** PROVIDED DATA follows **

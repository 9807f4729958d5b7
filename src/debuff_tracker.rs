use hashbrown::HashMap;
use log::debug;

use crate::models::{DebuffEvent, DebuffEventKind, DebuffInterval, PlayerDirectory, TrackedDebuffs};

/// Rebuilds active windows per (player, debuff) from a flat apply/remove stream.
///
/// A second apply while a window is open keeps the first start. Removes with
/// nothing open are dropped. Windows still open at the end close at
/// `fight_end_time`. Timestamps are clamped into `0..=fight_end_time` and the
/// result is sorted by player, then start time.
pub fn reconstruct_intervals(
    events: &[DebuffEvent],
    fight_end_time: i64,
    players: &PlayerDirectory,
    tracked_debuffs: &TrackedDebuffs,
) -> Vec<DebuffInterval> {
    let fight_end_time = fight_end_time.max(0);
    let mut open: HashMap<(String, String), i64> = HashMap::new();
    let mut intervals = Vec::new();

    for event in events {
        let key = (players.name_of(event.target_id), ability_name(tracked_debuffs, event.ability_id));
        let timestamp = event.timestamp.clamp(0, fight_end_time);

        match event.kind {
            DebuffEventKind::ApplyDebuff => {
                open.entry(key).or_insert(timestamp);
            }
            DebuffEventKind::RemoveDebuff => match open.remove(&key) {
                Some(start_time) => {
                    let (player_name, ability_name) = key;
                    intervals.push(close(player_name, ability_name, start_time, timestamp));
                }
                None => {
                    debug!("ignoring remove of {} on {} with no open apply", key.1, key.0);
                }
            },
        }
    }

    for ((player_name, ability_name), start_time) in open {
        intervals.push(close(player_name, ability_name, start_time, fight_end_time));
    }

    intervals.sort_by(|a, b| {
        a.player_name
            .cmp(&b.player_name)
            .then(a.start_time.cmp(&b.start_time))
            .then(a.ability_name.cmp(&b.ability_name))
    });

    intervals
}

fn close(player_name: String, ability_name: String, start_time: i64, end_time: i64) -> DebuffInterval {
    // out-of-order removes collapse to a zero-length window
    let end_time = end_time.max(start_time);

    DebuffInterval {
        ability_name,
        player_name,
        start_time,
        end_time,
        duration_ms: end_time - start_time,
    }
}

fn ability_name(tracked_debuffs: &TrackedDebuffs, ability_id: u32) -> String {
    tracked_debuffs
        .get(&ability_id)
        .cloned()
        .unwrap_or_else(|| format!("Ability ({ability_id})"))
}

** End of PROVIDED DATA **

TASK REQUIREMENTS:
Give the number of lines in the entries above that contain the string "HashMap", and nothing more.

SOLUTION BELOW:
2